Rocks & Minerals
Although the chances for locating gold or other valuable rocks or minerals on the Kisatchie are very rare, some may like to try their hands at finding minerals or panning for gold. These are the guidelines when rockhounding or gold panning in the Kisatchie National Forest.
- Rockhounding, the recreational removal of small quantities of rocks or fossils, and gold panning may take place on most of the forest – provided only small quantities of material are removed for personal, non-commercial purposes.
- Only common invertebrate and plant fossils may be removed. Uncommon and Vertebrate fossils are protected by federal law.
- Gold Panning is not allowed on the Catahoula Ranger District and the Evangeline Unit of the Calcasieu Ranger District for the protection of the endangered Pearlshell Mussel.
- Gold pans may be used for gold panning in the beds of streams, but the banks of streams cannot be disturbed by digging or removing materials. You cannot remove rocks with a pick, shovel, sluice box or similar large tools.
- Rockhounding and gold panning are not allowed in the Kisatchie Hills wilderness, caves or Saline Bayou, a wild and scenic river.
- Any disturbance to or removal of historical or archaeological artifacts is prohibited by federal law.
Can I take some fossils home from the Kisatchie National Forest?
Yes, you can take a few fossil rocks home, provided:
- You are not in a designated Wilderness area.

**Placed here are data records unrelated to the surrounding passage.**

//! C11 — Mux Option Builder.
//!
//! Turns an assembled [`MergePlan`] into the flat multiplexer command-token
//! array the spec contracts for (§4.11), and writes it as a single-line
//! UTF-8 JSON options file consumed via `@path`. Grounded on
//! wingedonezero's `mux/options_builder.rs` token-assembly order, but
//! unlike that builder this one always emits `--language`/`--sync`/
//! `--default-track-flag` per track (the spec requires every value present,
//! not only non-default ones) and signs `--sync` explicitly (`+N`/`-N`/`+0`).
//!
//! Does not execute the multiplexer itself — [`crate::command_runner`] is
//! the only component in this crate that spawns processes.

use std::path::{Path, PathBuf};

use crate::config::Settings;
use crate::error::PipelineError;
use crate::models::{MergePlan, PlanItem, TrackType};

/// Builds the full mkvmerge-style option token array for `plan`.
pub fn build_mux_tokens(plan: &MergePlan, settings: &Settings) -> Vec<String> {
    let mut tokens = Vec::new();

    tokens.push("--output".to_string());
    tokens.push(path_str(&plan.output_path));

    if settings.mux.disable_track_statistics {
        tokens.push("--disable-track-statistics-tags".to_string());
    }

    if let Some(chapters_path) = &plan.chapters_path {
        tokens.push("--chapters".to_string());
        tokens.push(path_str(chapters_path));
    }

    for item in &plan.items {
        add_track_tokens(&mut tokens, item, settings);
    }

    for attachment in &plan.attachments {
        tokens.push("--attach-file".to_string());
        tokens.push(path_str(attachment));
    }

    add_track_order(&mut tokens, plan);

    tokens
}

fn path_str(path: &Path) -> String {
    path.to_string_lossy().into_owned()
}

fn signed(value: i64) -> String {
    if value > 0 {
        format!("+{value}")
    } else if value < 0 {
        value.to_string()
    } else {
        "+0".to_string()
    }
}

fn add_track_tokens(tokens: &mut Vec<String>, item: &PlanItem, settings: &Settings) {
    const TID: &str = "0";

    tokens.push("--language".to_string());
    tokens.push(format!("{TID}:{}", item.language));

    if let Some(name) = &item.custom_name {
        tokens.push("--track-name".to_string());
        tokens.push(format!("{TID}:{name}"));
    }

    tokens.push("--sync".to_string());
    tokens.push(format!("{TID}:{}", signed(item.sync_ms)));

    tokens.push("--default-track-flag".to_string());
    tokens.push(format!("{TID}:{}", if item.is_default { "yes" } else { "no" }));

    if item.is_forced_display && matches!(item.track_type, TrackType::Subtitle) {
        tokens.push("--forced-display-flag".to_string());
        tokens.push(format!("{TID}:yes"));
    }

    tokens.push("--compression".to_string());
    tokens.push(format!("{TID}:none"));

    if settings.mux.remove_dialog_norm_gain && matches!(item.track_type, TrackType::Audio) && is_ac3_family(&item.codec_id) {
        tokens.push("--remove-dialog-normalization-gain".to_string());
        tokens.push(TID.to_string());
    }

    tokens.push("(".to_string());
    tokens.push(path_str(&item.file_path));
    tokens.push(")".to_string());
}

/// True for AC-3/E-AC-3 codec ids (`A_AC3`, `A_EAC3`, and ffprobe-style
/// `ac-3`/`eac-3` spellings), per the spec's dialog-norm-removal gate.
fn is_ac3_family(codec_id: &str) -> bool {
    let lower = codec_id.to_lowercase();
    lower.contains("ac3") || lower.contains("ac-3")
}

fn add_track_order(tokens: &mut Vec<String>, plan: &MergePlan) {
    if plan.items.is_empty() {
        return;
    }
    let order: Vec<String> = (0..plan.items.len()).map(|i| format!("{i}:0")).collect();
    tokens.push("--track-order".to_string());
    tokens.push(order.join(","));
}

/// Serializes `tokens` as a single-line UTF-8 JSON array and writes it to
/// `path` (the spec's `opts.json`), returning the path on success.
pub fn write_options_file(tokens: &[String], path: &Path) -> Result<PathBuf, PipelineError> {
    let json = serde_json::to_string(tokens)
        .map_err(|e| PipelineError::InvalidInput(format!("failed to serialize options: {e}")))?;
    std::fs::write(path, json)
        .map_err(|e| PipelineError::InvalidInput(format!("failed to write {}: {e}", path.display())))?;
    Ok(path.to_path_buf())
}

- You are collecting for non-commercial purposes (such as hobby, recreational, or educational purposes.)
- You do not create significant ground disturbance.
- You are not using any mechanized equipment.
Fossil collecting for commercial purposes is not allowed.
Always check with the District Ranger offices to determine the following:
- The location is on National Forest land.
- Rock hounding is permitted in the area.